Team from N.L. travelling to Antarctica in search of the elusive colossal squid

Somewhere in the Antarctic Ocean lives the colossal squid, a creature so rare and mysterious that it has never been filmed in its natural habitat. But right now, a team from Newfoundland and Labrador is sailing the ocean, hoping to be the first.

The trip is the culmination of seven years of planning what the team calls Project Kolossal, an exploration and conservation initiative centred on finding and filming the elusive colossal squid. Kolossal was founded by Matthew Mulrennan, an ocean scientist based in California, and much of the expertise he recruited for the project comes from Newfoundland and Labrador, where cold water science is a specialty.

Watch the video below to see how the team plans to record the world’s first video of the colossal squid:

How a team from N.L. plans to find and film the colossal squid

The colossal squid is one of nature’s largest and most elusive creatures, and has never been filmed in its natural habitat. But a team from N.L. is going to the ends of the earth to try and do just that. Here’s how they plan to make a colossal discovery.

Jennifer Herbig and Eugenie Jacobsen are graduate students at Memorial University’s Marine Institute. They were studying marine life in the arctic onboard a Canadian Coast Guard ship, when they got a call asking if they wanted to go to Earth’s other pole, in search of colossal squid. They’re joining an expedition team that includes Mulrennan and a camera technician from SubC Imaging, a Clarenville company that makes specialized cameras for underwater videography.

“I think the first discovery of the colossal squid was in 1925,” said Herbig. “It’s been a long time coming that we haven’t been able to capture this organism on film and really characterize what it’s doing. So I think it would be a huge discovery.”

There’s also a huge cost associated with getting to Antarctica, in both money and carbon emissions. But the Kolossal team have found an innovative way to save on both: instead of taking a research vessel, they’re hitching a ride on a cruise ship. 
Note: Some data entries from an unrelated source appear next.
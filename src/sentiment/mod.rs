pub mod economic;
pub mod engine;
pub mod order_flow;

pub use engine::{size_multiplier, SentimentEngine};
pub use order_flow::OrderFlowAnalyzer;
impl BrokerClient {
    pub fn new(token: String) -> Result<Self> {
        Self::with_base_urls(BROKER_API_BASE.to_string(), CRYPTO_API_BASE.to_string(), token)
    }

    /// Create with custom base URLs (for testing).
    pub fn with_base_urls(base_url: String, crypto_base_url: String, token: String) -> Result<Self> {
        let client = Client::builder()
            .timeout(DEFAULT_TIMEOUT)
            .build()
            .context("Failed to create HTTP client")?;

        Ok(Self {
            client,
            base_url: base_url.trim_end_matches('/').to_string(),
            crypto_base_url: crypto_base_url.trim_end_matches('/').to_string(),
            token,
            crypto_symbols: HashSet::new(),
            instruments: RwLock::new(HashMap::new()),
            currency_pairs: RwLock::new(HashMap::new()),
            account_url: RwLock::new(None),
            crypto_account_id: RwLock::new(None),
        })
    }

    /// Create from `BROKER_API_TOKEN` with optional `BROKER_API_URL` and
    /// `BROKER_CRYPTO_API_URL`.
    pub fn from_env() -> Result<Self> {
        let token = std::env::var("BROKER_API_TOKEN").context("BROKER_API_TOKEN not set")?;
        let base_url =
            std::env::var("BROKER_API_URL").unwrap_or_else(|_| BROKER_API_BASE.to_string());
        let crypto_base_url =
            std::env::var("BROKER_CRYPTO_API_URL").unwrap_or_else(|_| CRYPTO_API_BASE.to_string());
        Self::with_base_urls(base_url, crypto_base_url, token)
    }

    /// Symbols traded as crypto pairs.
    pub fn with_crypto_symbols<I, S>(mut self, symbols: I) -> Self
    where
        I: IntoIterator<Item = S>,
        S: Into<String>,
    {
        self.crypto_symbols = symbols
            .into_iter()
            .map(|s| s.into().trim().to_uppercase())
            .filter(|s| !s.is_empty())
            .collect();
        self
    }

    fn is_crypto(&self, symbol: &str) -> bool {
        self.crypto_symbols.contains(&symbol.to_uppercase())
    }

    async fn check(response: Response) -> GatewayResult<Response> {
        let status = response.status();
        if status.is_success() {
            return Ok(response);
        }
        let body = response.text().await.unwrap_or_default();
        if status == StatusCode::NOT_FOUND {
            return Err(GatewayError::NotFound(body));
        }
        Err(GatewayError::Http {
            status: status.as_u16(),
            body,
        })
    }

    async fn parse<T: DeserializeOwned>(response: Response) -> GatewayResult<T> {
        let text = response.text().await?;
        serde_json::from_str(&text).map_err(|e| GatewayError::Malformed(e.to_string()))
    }

    /// Single GET attempt.
    async fn get_json<T: DeserializeOwned + Send>(&self, url: &str) -> GatewayResult<T> {
        debug!(url = %url, "GET");

        let response = self
            .client
            .get(url)
            .bearer_auth(&self.token)
            .send()
            .await?;

        let response = Self::check(response).await?;
        Self::parse(response).await
    }

    /// GET with bounded exponential backoff on transient failures.
    async fn get_with_retry<T: DeserializeOwned + Send>(&self, url: &str) -> GatewayResult<T> {
        let policy = ExponentialBackoff {
            initial_interval: Duration::from_millis(200),
            max_interval: Duration::from_secs(2),
            max_elapsed_time: Some(MAX_RETRY_ELAPSED),
            ..Default::default()
        };

        backoff::future::retry(policy, move || async move {
            self.get_json::<T>(url)
                .await
                .map_err(GatewayError::into_backoff)
        })
        .await
    }

    /// POST an order once and map the broker's answer.
    async fn submit_order<B: Serialize + Sync>(
        &self,
        url: &str,
        body: &B,
        intent: &OrderIntent,
    ) -> GatewayResult<OrderConfirmation> {
        let response = self
            .client
            .post(url)
            .bearer_auth(&self.token)
            .json(body)
            .send()
            .await?;

        if response.status() == StatusCode::BAD_REQUEST {
            let body = response.text().await.unwrap_or_default();
            return Err(GatewayError::Rejected(body));
        }
        let response = Self::check(response).await?;
        let order: OrderResponse = Self::parse(response).await?;

        if is_rejected_state(&order.state) {
            let reason = order.reject_reason.unwrap_or_else(|| order.state.clone());
            warn!(symbol = %intent.symbol, reason = %reason, "Order rejected by broker");
            return Err(GatewayError::Rejected(reason));
        }

        Ok(OrderConfirmation {
            order_id: order.id,
            ref_id: intent.ref_id,
            symbol: intent.symbol.to_uppercase(),
            side: intent.side,
            quantity: intent.quantity,
            fill_price: order.average_price,
            state: order.state,
        })
    }

    async fn instrument(&self, symbol: &str) -> GatewayResult<InstrumentResponse> {
        let symbol = symbol.to_uppercase();
        if let Some(found) = self.instruments.read().await.get(&symbol) {
            return Ok(found.clone());
        }

        let url = format!("{}/instruments/?symbol={}", self.base_url, symbol);
        let page: Page<InstrumentResponse> = self.get_with_retry(&url).await?;
        let instrument = page
            .results
            .into_iter()
            .next()
            .ok_or_else(|| GatewayError::NotFound(format!("instrument {}", symbol)))?;

        self.instruments
            .write()
            .await
            .insert(symbol, instrument.clone());
        Ok(instrument)
    }

    async fn account(&self) -> GatewayResult<AccountResponse> {
        let url = format!("{}/accounts/", self.base_url);
        let page: Page<AccountResponse> = self.get_with_retry(&url).await?;
        let account = page
            .results
            .into_iter()
            .next()
            .ok_or_else(|| GatewayError::NotFound("no brokerage account".to_string()))?;

        *self.account_url.write().await = Some(account.url.clone());
        Ok(account)
    }

    async fn account_url(&self) -> GatewayResult<String> {
        if let Some(url) = self.account_url.read().await.clone() {
            return Ok(url);
        }
        Ok(self.account().await?.url)
    }

    /// Volume of one option contract; `None` when its market data is missing.
    async fn contract_volume(&self, contract: OptionInstrumentResponse) -> Option<(String, f64)> {
        let url = format!("{}/marketdata/options/{}/", self.base_url, contract.id);
        match self.get_with_retry::<OptionMarketDataResponse>(&url).await {
            Ok(data) => Some((contract.option_type, data.volume)),
            Err(e) => {
                debug!(contract = %contract.id, error = %e, "Option market data unavailable");
                None
            }
        }
    }

    async fn position_symbol(&self, entry: &PositionEntry) -> GatewayResult<String> {
        if let Some(symbol) = &entry.symbol {
            return Ok(symbol.to_uppercase());
        }
        let instrument: InstrumentResponse = self.get_with_retry(&entry.instrument).await?;
        Ok(instrument.symbol.to_uppercase())
    }

    // ==================== Crypto ====================

    /// Currency pair quoted in USD for an asset code. The pair list is
    /// fetched once and kept for the life of the client.
    async fn currency_pair(&self, symbol: &str) -> GatewayResult<CurrencyPairResponse> {
        let symbol = symbol.to_uppercase();
        if let Some(found) = self.currency_pairs.read().await.get(&symbol) {
            return Ok(found.clone());
        }

        let url = format!("{}/currency_pairs/", self.crypto_base_url);
        let page: Page<CurrencyPairResponse> = self.get_with_retry(&url).await?;

        let mut pairs = self.currency_pairs.write().await;
        for pair in page.results {
            pairs.insert(pair.asset_currency.code.to_uppercase(), pair);
        }
        pairs
            .get(&symbol)
            .cloned()
            .ok_or_else(|| GatewayError::NotFound(format!("currency pair {}", symbol)))
    }

    async fn crypto_quote(&self, symbol: &str) -> GatewayResult<CryptoQuoteResponse> {
        let pair = self.currency_pair(symbol).await?;
        let url = format!("{}/marketdata/forex/quotes/?ids={}", self.base_url, pair.id);
        let page: Page<CryptoQuoteResponse> = self.get_with_retry(&url).await?;
        page.results
            .into_iter()
            .next()
            .ok_or_else(|| GatewayError::NotFound(format!("crypto quote {}", symbol)))
    }

    async fn crypto_account_id(&self) -> GatewayResult<String> {
        if let Some(id) = self.crypto_account_id.read().await.clone() {
            return Ok(id);
        }

        let url = format!("{}/accounts/", self.crypto_base_url);
        let page: Page<CryptoAccountResponse> = self.get_with_retry(&url).await?;
        let account = page
            .results
            .into_iter()
            .next()
            .ok_or_else(|| GatewayError::NotFound("no crypto account".to_string()))?;

        *self.crypto_account_id.write().await = Some(account.id.clone());
        Ok(account.id)
    }

    async fn crypto_holdings(&self) -> GatewayResult<Vec<CryptoHoldingResponse>> {
        let url = format!("{}/holdings/", self.crypto_base_url);
        let page: Page<CryptoHoldingResponse> = self.get_with_retry(&url).await?;
        Ok(page.results)
    }

    async fn place_crypto_order(&self, intent: &OrderIntent) -> GatewayResult<OrderConfirmation> {
        let quote = self.crypto_quote(&intent.symbol).await?;
        let pair = self.currency_pair(&intent.symbol).await?;
        let account_id = self.crypto_account_id().await?;

        // Buys cross the ask, sells hit the bid
        let price = match intent.side {
            OrderSide::Buy => quote.ask_price,
            OrderSide::Sell => quote.bid_price,
        };

        let request = CryptoOrderRequest {
            account_id,
            currency_pair_id: pair.id,
            price: crypto_order_price(price).normalize().to_string(),
            quantity: intent.quantity.normalize().to_string(),
            ref_id: intent.ref_id,
            side: intent.side,
            time_in_force: "gtc",
            order_type: "market",
        };

        debug!(
            symbol = %intent.symbol,
            side = %intent.side,
            quantity = %intent.quantity,
            price = %request.price,
            ref_id = %intent.ref_id,
            "Placing crypto order"
        );

        let url = format!("{}/orders/", self.crypto_base_url);
        self.submit_order(&url, &request, intent).await
    }

    async fn crypto_positions(&self) -> GatewayResult<Vec<BrokerPosition>> {
        Ok(self
            .crypto_holdings()
            .await?
            .into_iter()
            .filter(|h| h.quantity_available > Decimal::ZERO)
            .filter(|h| self.is_crypto(&h.currency.code))
            .map(|h| BrokerPosition {
                symbol: h.currency.code.to_uppercase(),
                quantity: h.quantity_available,
                average_buy_price: h.average_cost(),
            })
            .collect())
    }
}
“We think this is one of the best platforms to do it, because they’re already going down there,” said Matthew Mulrennan. “It’s an incredibly efficient way to do research.”

It’s a model that’s catching on, using adventure tourism to subsidize science. Last summer, SubC Imaging’s cameras were used on another expedition that took researchers and well-heeled tourists to the wreck of the Titanic. 

But the Titanic lies just off Newfoundland’s east coast, and we know exactly where it is. Finding the colossal squid will be a different kettle of fish. The team is prepared to make several trips over several years, if necessary. But they say the potential reward of a world’s first video is worth the colossal effort.